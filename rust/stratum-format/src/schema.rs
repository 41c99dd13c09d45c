//! Value type descriptors for column data.

/// The set of value types a column chunk can store.
///
/// Fixed-size types occupy a constant stride in the values buffer.
/// `String` and `Binary` are variable-size and require an offsets buffer
/// alongside the value bytes.
#[derive(Debug, Clone, Copy, PartialEq, Eq, Hash)]
#[repr(u8)]
pub enum BasicType {
    Int32 = 0,
    Int64 = 1,
    Float32 = 2,
    Float64 = 3,
    String = 4,
    Binary = 5,
}

impl BasicType {
    /// Converts a wire-encoded type tag back into a `BasicType`.
    pub fn from_code(code: u8) -> Option<BasicType> {
        Some(match code {
            0 => BasicType::Int32,
            1 => BasicType::Int64,
            2 => BasicType::Float32,
            3 => BasicType::Float64,
            4 => BasicType::String,
            5 => BasicType::Binary,
            _ => return None,
        })
    }

    /// Returns `true` if values of this type are stored with an offsets
    /// buffer (variable-size representation).
    #[inline]
    pub fn requires_offsets(&self) -> bool {
        matches!(self, BasicType::String | BasicType::Binary)
    }
}

/// Describes the value type of a single column.
#[derive(Debug, Clone, Copy, PartialEq, Eq, Hash)]
pub struct BasicTypeDescriptor {
    pub basic_type: BasicType,
    /// Whether an integer type is signed. Meaningless for non-integer types.
    pub signed: bool,
}

impl BasicTypeDescriptor {
    pub fn new(basic_type: BasicType, signed: bool) -> BasicTypeDescriptor {
        BasicTypeDescriptor { basic_type, signed }
    }

    /// Returns the fixed byte width of a single value, or `None` for
    /// variable-size types.
    #[inline]
    pub fn primitive_size(&self) -> Option<usize> {
        match self.basic_type {
            BasicType::Int32 | BasicType::Float32 => Some(4),
            BasicType::Int64 | BasicType::Float64 => Some(8),
            BasicType::String | BasicType::Binary => None,
        }
    }

    #[inline]
    pub fn requires_offsets(&self) -> bool {
        self.basic_type.requires_offsets()
    }
}

impl Default for BasicTypeDescriptor {
    fn default() -> Self {
        BasicTypeDescriptor {
            basic_type: BasicType::Int64,
            signed: true,
        }
    }
}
^^^^^^^^^^^^^^^^
Your assignment:
Please reproduce the records exactly, without leaving any out.

Task solution:
filename rust/stratum-format/src/schema.rs
repository 41c99dd13c09d45c
//! Value type descriptors for column data.

/// The set of value types a column chunk can store.
///
/// Fixed-size types occupy a constant stride in the values buffer.
/// `String` and `Binary` are variable-size and require an offsets buffer
/// alongside the value bytes.
#[derive(Debug, Clone, Copy, PartialEq, Eq, Hash)]
#[repr(u8)]
pub enum BasicType {
    Int32 = 0,
    Int64 = 1,
    Float32 = 2,
    Float64 = 3,
    String = 4,
    Binary = 5,
}

impl BasicType {
    /// Converts a wire-encoded type tag back into a `BasicType`.
    pub fn from_code(code: u8) -> Option<BasicType> {
        Some(match code {
            0 => BasicType::Int32,
            1 => BasicType::Int64,
            2 => BasicType::Float32,
            3 => BasicType::Float64,
            4 => BasicType::String,
            5 => BasicType::Binary,
            _ => return None,
        })
    }

    /// Returns `true` if values of this type are stored with an offsets
    /// buffer (variable-size representation).
    #[inline]
    pub fn requires_offsets(&self) -> bool {
        matches!(self, BasicType::String | BasicType::Binary)
    }
}

/// Describes the value type of a single column.
#[derive(Debug, Clone, Copy, PartialEq, Eq, Hash)]
pub struct BasicTypeDescriptor {
    pub basic_type: BasicType,
    /// Whether an integer type is signed. Meaningless for non-integer types.
    pub signed: bool,
}

impl BasicTypeDescriptor {
    pub fn new(basic_type: BasicType, signed: bool) -> BasicTypeDescriptor {
        BasicTypeDescriptor { basic_type, signed }
    }

    /// Returns the fixed byte width of a single value, or `None` for
    /// variable-size types.
    #[inline]
    pub fn primitive_size(&self) -> Option<usize> {
        match self.basic_type {
            BasicType::Int32 | BasicType::Float32 => Some(4),
            BasicType::Int64 | BasicType::Float64 => Some(8),
            BasicType::String | BasicType::Binary => None,
        }
    }

    #[inline]
    pub fn requires_offsets(&self) -> bool {
        self.basic_type.requires_offsets()
    }
}

impl Default for BasicTypeDescriptor {
    fn default() -> Self {
        BasicTypeDescriptor {
            basic_type: BasicType::Int64,
            signed: true,
        }
    }
}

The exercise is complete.